Abdullah made a mistake at the beginning. When there was still a media blackout in Israel about the embassy shooting, the king should have allowed Israel to extract the guard from Jordanian territory and bring him home. Once again, it was clear that any conflict with a Muslim official comes close to blowing up. The Muslims don’t like to see Jews using force and killing those who attack them. Turkish President Recep Tayyip Erdogan, Sheikh Raed Salah of the outlaw Northern Branch of the Islamic Movement, Palestinian Authority President Mahmoud Abbas, and the Jordanians don’t like to witness scenarios like that — a Jew defending himself though force. But Abdullah’s mistake stemmed from the fact that he first had to pacify his own intelligence and security services, so that his guard dogs wouldn’t turn on him “in error.” And there are also the Bedouin tribes of Jordan, who pose a much greater danger to the Hashemite kingdom than the Palestinians who make up the vast majority of its population.

Only a few weeks ago, a Jordanian army officer was sentenced to death for murdering three members of the U.S. “special forces” (the CIA, apparently). The incident took place in November 2016 on a U.S. air force base in Jordan and apparently provided the background for this week’s incident involving the embassy guard shooting the furniture delivery guy.

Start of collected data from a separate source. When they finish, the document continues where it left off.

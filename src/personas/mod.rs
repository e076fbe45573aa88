//! API personas
//!
//! Each persona is a thin adapter that maps one imitated backend's wire
//! schema (vLLM/OpenAI, Mistral, Text-Embeddings-Inference) onto the single
//! mock engine. Exactly one persona is mounted per server process.

pub mod mistral;
pub mod tei;
pub mod vllm;

use base64::engine::general_purpose::STANDARD as BASE64;
use base64::Engine as _;
use rand::Rng;
use serde::{Deserialize, Serialize};

/// The API surface this process imitates
#[derive(Debug, Clone, Copy, PartialEq, Eq, Serialize, Deserialize, Default)]
#[serde(rename_all = "snake_case")]
pub enum Persona {
    #[default]
    Vllm,
    Mistral,
    Tei,
}

impl std::fmt::Display for Persona {
    fn fmt(&self, f: &mut std::fmt::Formatter<'_>) -> std::fmt::Result {
        match self {
            Self::Vllm => write!(f, "vllm"),
            Self::Mistral => write!(f, "mistral"),
            Self::Tei => write!(f, "tei"),
        }
    }
}

impl std::str::FromStr for Persona {
    type Err = String;

    fn from_str(s: &str) -> Result<Self, Self::Err> {
        match s.to_lowercase().as_str() {
            "vllm" => Ok(Self::Vllm),
            "mistral" => Ok(Self::Mistral),
            "tei" => Ok(Self::Tei),
            _ => Err(format!("Unknown persona: {} (expected vllm, mistral, or tei)", s)),
        }
    }
}

/// Token usage information
#[derive(Debug, Clone, Default, Serialize, Deserialize)]
pub struct Usage {
    pub prompt_tokens: u32,
    pub completion_tokens: u32,
    pub total_tokens: u32,
}

impl Usage {
    pub fn new(prompt_tokens: u32, completion_tokens: u32) -> Self {
        Self {
            prompt_tokens,
            completion_tokens,
            total_tokens: prompt_tokens + completion_tokens,
        }
    }
}

/// Wire format for an embedding vector
#[derive(Debug, Clone, Copy, PartialEq, Eq, Serialize, Deserialize, Default)]
#[serde(rename_all = "lowercase")]
pub enum EncodingFormat {
    #[default]
    Float,
    Base64,
}

/// An embedding, either as raw floats or packed little-endian base64
#[derive(Debug, Clone, Serialize)]
#[serde(untagged)]
pub enum EmbeddingVector {
    Float(Vec<f32>),
    Base64(String),
}

/// Generate a mock embedding: uniform values in [0, 1), no semantics
pub fn random_embedding(dimension: usize) -> Vec<f32> {
    let mut rng = rand::thread_rng();
    (0..dimension).map(|_| rng.gen::<f32>()).collect()
}

/// Encode an embedding for the requested wire format
pub fn encode_embedding(values: Vec<f32>, format: EncodingFormat) -> EmbeddingVector {
    match format {
        EncodingFormat::Float => EmbeddingVector::Float(values),
        EncodingFormat::Base64 => {
            let mut bytes = Vec::with_capacity(values.len() * 4);
            for value in values {
                bytes.extend_from_slice(&value.to_le_bytes());
            }
            EmbeddingVector::Base64(BASE64.encode(bytes))
        }
    }
}

/// Mock rerank scores for a batch: random relevance, sorted descending
pub fn random_rerank_scores(count: usize) -> Vec<(usize, f32)> {
    let mut rng = rand::thread_rng();
    let mut scores: Vec<(usize, f32)> = (0..count).map(|i| (i, rng.gen::<f32>())).collect();
    scores.sort_by(|a, b| b.1.partial_cmp(&a.1).unwrap_or(std::cmp::Ordering::Equal));
    scores
}

/// A request id like `chatcmpl-5f2b…` with a 32-hex suffix
pub fn request_id(prefix: &str) -> String {
    format!("{}-{}", prefix, uuid::Uuid::new_v4().simple())
}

Some of the Bedouin tribes have been in a state of semi-rebellion against King Abdullah for quite a while. The man who murdered the three Americans belonged to one of them. They demanded his release. The Islamic State brainwashing is taking root over there, as it has among certain sectors of the Israeli Arab public. Kushner and Special Representative for International Negotiations Jason Greenblatt were doubtlessly well-briefed by the CIA on the affair before they helped Netanyahu and Abdullah out of the minefield that stretched between Amman and the Temple Mount. The incident needed to come to a quick end before it snowballed into a Benghazi-like mess.

King Abdullah has been “Abbas-ized.” He spends a lot of time outside his kingdom. He no longer has any strong men in the Jordanian government though whom he can govern. His government is becoming more and more western and Palestinian, made up of individuals who know how to curry favor with Washington and Brussels, but not the Bedouin at home.